Extended Data Fig. 4 Identification of functional variants associated with skin pigmentation near OCA2.

(a) SNP rs6497271 is in a melanocyte-specific enhancer. Blue tracks indicate DNase-Seq, ATAC-Seq, and ChIP-Seq data from melanocytes; orange tracks indicate ChIP-Seq data from melanoma (501-mel) cells; green tracks indicate DNase-Seq data from ENCODE cell lines. E1-E4, enhancers. The plotted region is chr15: 28,335,146-28,385,146 (hg19). (b) MPRA and LRA reveals that rs4778242 significantly affects the enhancer activity of E1 in MNT-1 and WM88 cells. MPRA (n = 3), LRA (n = 9). (c) MPRA showed that rs6497271 affects the enhancer activity of E2 in MNT-1 and WM88 cells (n = 3). (d) MPRA shows that rs7495989 affects the enhancer activity of E3 in MNT-1 and WM88 cells (n = 3). (e) MPRA and LRA reveals that rs4778141 affects the enhancer activity of E4 in MNT-1 and WM88 cells. MPRA (n = 3), LRA (MNT-1, n = 9; WM88, n = 6). (f) rs6497271 overlaps transcription factor binding sites. Left panel shows rs6497271 disrupts the binding motif of LEF1 and SOX10. Right panel shows that rs6497271 overlaps ChIP-seq peaks from Cistrome database103. LRA data are presented as mean ± SEM, tested with two-tailed paired t-tests. MPRA p-values are estimated with a random effects model for mpralm and paired t-tests with multiple testing adjustments. For MPRA boxplots, central lines are median, with boxes extending from the 25th to the 75th percentiles. Whiskers further extend by ±1.5 times the interquartile range from the limits of each box.

Source data

Extended Data Fig. 5 Identification of functional variants near MITF related to skin pigmentation in the San.

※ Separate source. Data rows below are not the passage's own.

use crate::button::Button;
use crate::formats;
use indexmap::IndexMap;
use log::{debug, info};

/// Button-record locator and format classifier.
///
/// The buffer is not self-describing: record lengths depend on the format
/// variant and several length fields lie. The only reliable anchor is the
/// 4-byte m-record marker, so the scan walks the whole buffer looking for
/// it and resumes one byte past a matched marker's *prefix* rather than
/// past the decoded record, so when a length heuristic misfires the next
/// adjacent record is still found. The price is the occasional false
/// positive on marker-shaped bytes inside a record body; those decode to
/// garbage and are rejected by the format decoders.

/// The m-record marker opening every button record.
pub const RECORD_MARKER: [u8; 4] = [0x00, 0x4D, 0x52, 0x43];

/// Marker, byte-swapped page id, sequence, discriminator.
const HEADER_LEN: usize = 8;

/// One located-but-not-yet-decoded record. Consumed immediately by a
/// format decoder, never persisted.
#[derive(Debug, Clone, Copy)]
pub struct RawRecord {
    pub page_id: u16,
    pub sequence: u8,
    pub discriminator: u8,
    /// Byte offset of the marker in the buffer.
    pub offset: usize,
}

/// The five record layouts, selected by the discriminator byte.
#[derive(Debug, Clone, Copy, PartialEq, Eq)]
pub enum RecordFormat {
    /// Format 1: length-prefixed name, optional icon and speech.
    Standard,
    /// Format 2: null-terminated span, name doubles as speech.
    NullTerminated,
    /// Format 3: offset name with an explicit 2-byte speech length.
    OffsetName,
    /// Format 4: line-terminated name, long speech, occasional split.
    SimpleSpeech,
    /// Format 5: function/marker-led body.
    Complex,
}

impl RecordFormat {
    /// Total over all 256 discriminator values; first match wins.
    pub fn classify(discriminator: u8) -> RecordFormat {
        match discriminator {
            0x87 | 0xAF | 0xCC | 0xFF => RecordFormat::Complex,
            0 => RecordFormat::NullTerminated,
            1..=49 => RecordFormat::Standard,
            50..=100 => RecordFormat::SimpleSpeech,
            _ => RecordFormat::OffsetName,
        }
    }

    pub fn label(self) -> &'static str {
        match self {
            RecordFormat::Standard => "standard",
            RecordFormat::NullTerminated => "null_terminated",
            RecordFormat::OffsetName => "offset_name",
            RecordFormat::SimpleSpeech => "simple_speech",
            RecordFormat::Complex => "complex",
        }
    }
}

/// Everything the record scan recovered, plus the bookkeeping that lets
/// callers verify nothing was silently lost: decoded-per-format counts
/// plus the skip count always account for every marker hit.
pub struct ScanOutcome {
    pub buttons: Vec<Button>,
    pub format_stats: IndexMap<String, usize>,
    pub skipped_records: usize,
    pub marker_hits: usize,
}

/// Scan the whole buffer for button records and decode each one.
///
/// A decode failure is local: the record is logged, counted and skipped,
/// and scanning resumes at the next byte.
pub fn scan_records(buf: &[u8]) -> ScanOutcome {
    let mut out = ScanOutcome {
        buttons: Vec::new(),
        format_stats: IndexMap::new(),
        skipped_records: 0,
        marker_hits: 0,
    };

    let mut i = 0;
    while i + RECORD_MARKER.len() <= buf.len() {
        if buf[i..].starts_with(&RECORD_MARKER) {
            out.marker_hits += 1;
            match decode_record(buf, i) {
                Ok((format, decoded)) => {
                    *out
                        .format_stats
                        .entry(format.label().to_string())
                        .or_insert(0) += 1;
                    out.buttons.push(decoded.primary);
                    if let Some(second) = decoded.secondary {
                        out.buttons.push(second);
                    }
                }
                Err(e) => {
                    debug!("skipping record at {:#06x}: {}", i, e);
                    out.skipped_records += 1;
                }
            }
        }
        i += 1;
    }

    info!(
        "record scan: {} marker hits, {} buttons decoded, {} skipped",
        out.marker_hits,
        out.buttons.len(),
        out.skipped_records
    );
    out
}

fn decode_record(
    buf: &[u8],
    offset: usize,
) -> Result<(RecordFormat, formats::Decoded), String> {
    if offset + HEADER_LEN > buf.len() {
        return Err(format!("record header at {:#06x} truncated", offset));
    }

    // The device stores the page id byte-reversed relative to its logical
    // value: read little-endian, then swap the halves.
    let page_id = u16::from_le_bytes([buf[offset + 4], buf[offset + 5]]).swap_bytes();
    let rec = RawRecord {
        page_id,
        sequence: buf[offset + 6],
        discriminator: buf[offset + 7],
        offset,
    };

    let format = RecordFormat::classify(rec.discriminator);
    let decoded = match format {
        RecordFormat::Standard => formats::decode_standard(buf, &rec),
        RecordFormat::NullTerminated => formats::decode_null_terminated(buf, &rec),
        RecordFormat::OffsetName => formats::decode_offset_name(buf, &rec),
        RecordFormat::SimpleSpeech => formats::decode_simple_speech(buf, &rec),
        RecordFormat::Complex => formats::decode_complex(buf, &rec),
    }?;
    Ok((format, decoded))
}

#[cfg(test)]
mod tests {
    use super::*;

    /// marker + stored page id + sequence + discriminator + body
    fn record(page_bytes: [u8; 2], seq: u8, disc: u8, body: &[u8]) -> Vec<u8> {
        let mut v = RECORD_MARKER.to_vec();
        v.extend_from_slice(&page_bytes);
        v.push(seq);
        v.push(disc);
        v.extend_from_slice(body);
        v
    }

    #[test]
    fn classification_is_total() {
        for disc in 0u8..=255 {
            // classify never panics and every value lands on one format
            let _ = RecordFormat::classify(disc);
        }
        assert_eq!(RecordFormat::classify(0), RecordFormat::NullTerminated);
        assert_eq!(RecordFormat::classify(1), RecordFormat::Standard);
        assert_eq!(RecordFormat::classify(49), RecordFormat::Standard);
        assert_eq!(RecordFormat::classify(50), RecordFormat::SimpleSpeech);
        assert_eq!(RecordFormat::classify(100), RecordFormat::SimpleSpeech);
        assert_eq!(RecordFormat::classify(101), RecordFormat::OffsetName);
        assert_eq!(RecordFormat::classify(0x87), RecordFormat::Complex);
        assert_eq!(RecordFormat::classify(0xAF), RecordFormat::Complex);
        assert_eq!(RecordFormat::classify(0xCC), RecordFormat::Complex);
        assert_eq!(RecordFormat::classify(0xFF), RecordFormat::Complex);
        assert_eq!(RecordFormat::classify(0x88), RecordFormat::OffsetName);
    }

    #[test]
    fn page_id_is_byte_swapped() {
        let buf = record([0x04, 0x00], 0, 0, b"Hello\x00");
        let out = scan_records(&buf);
        assert_eq!(out.buttons.len(), 1);
        assert_eq!(out.buttons[0].page_id, "0400");
    }

    #[test]
    fn malformed_record_is_skipped_and_next_decoded() {
        // a standard-format record whose body is unprintable junk, then a
        // valid record downstream
        let mut buf = record([0x04, 0x00], 0, 3, &[0x01, 0x01, 0x01, 0x01]);
        buf.extend_from_slice(&record([0x04, 0x00], 2, 0, b"Still here\x00"));
        let out = scan_records(&buf);
        assert_eq!(out.marker_hits, 2);
        assert_eq!(out.skipped_records, 1);
        assert_eq!(out.buttons.len(), 1);
        assert_eq!(out.buttons[0].name.as_deref(), Some("Still here"));
    }

    #[test]
    fn marker_at_end_of_buffer_is_skipped() {
        let mut buf = record([0x04, 0x00], 2, 0, b"Still here\x00");
        buf.extend_from_slice(&RECORD_MARKER);
        let out = scan_records(&buf);
        assert_eq!(out.marker_hits, 2);
        assert_eq!(out.skipped_records, 1);
        assert_eq!(out.buttons.len(), 1);
    }

    #[test]
    fn stats_plus_skips_account_for_every_marker() {
        let mut buf = record([0x04, 0x00], 0, 0, b"one\x00");
        buf.extend_from_slice(&record([0x04, 0x00], 1, 3, b"\x03two\x00"));
        buf.extend_from_slice(&RECORD_MARKER); // truncated tail marker
        let out = scan_records(&buf);
        let decoded: usize = out.format_stats.values().sum();
        assert_eq!(decoded + out.skipped_records, out.marker_hits);
        assert_eq!(out.format_stats.get("null_terminated"), Some(&1));
        assert_eq!(out.format_stats.get("standard"), Some(&1));
    }

    #[test]
    fn adjacent_records_are_both_found() {
        let mut buf = record([0x04, 0x00], 0, 0, b"first\x00");
        buf.extend_from_slice(&record([0x05, 0x00], 1, 0, b"second\x00"));
        let out = scan_records(&buf);
        assert_eq!(out.buttons.len(), 2);
        assert_eq!(out.buttons[1].page_id, "0500");
    }
}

(a) A Plot showing functional Di-SNP rs111969762 is in a melanocyte-specific regulatory region. Blue tracks indicate DNase-Seq, ATAC-Seq, and ChIP-Seq from melanocytes; orange tracks indicate ChIP-Seq from melanoma (501-mel) cells; green tracks indicate DNase-Seq from ENCODE cell lines. E1-E2, enhancers. (b) MPRA showed that rs111969762 affects enhancer activity in WM88 cells (n = 3). (c) MPRA shows that rs7430957 impacts enhancer activity in WM88 cells (n = 3). (d) LRA shows that rs7430957 does not significantly alter the activity of the E2 enhancer near MITF. P values were estimated by two-tailed paired t-tests, MNT-1(n = 6), WM88 (n = 11). Data were presented as mean ± SEM. ns p > 0.05. (e) rs111969762 overlaps transcription factor binding sites. Left panel showed rs6497271 disrupts the binding motif of FOXP3. Right panel showed that rs111969762 overlaps ChIP-seq peaks from the Cistrome database103. MPRA p-values were estimated with a random effects model for mpralm and paired t-tests with multiple testing adjustments. For MPRA boxplots, central lines are median, with boxes extending from the 25th to the 75th percentiles. Whiskers further extend by ±1.5 times the interquartile range from the limits of each box.

Source data

Extended Data Fig. 6 Functional testing of Di-SNPs near LEF1.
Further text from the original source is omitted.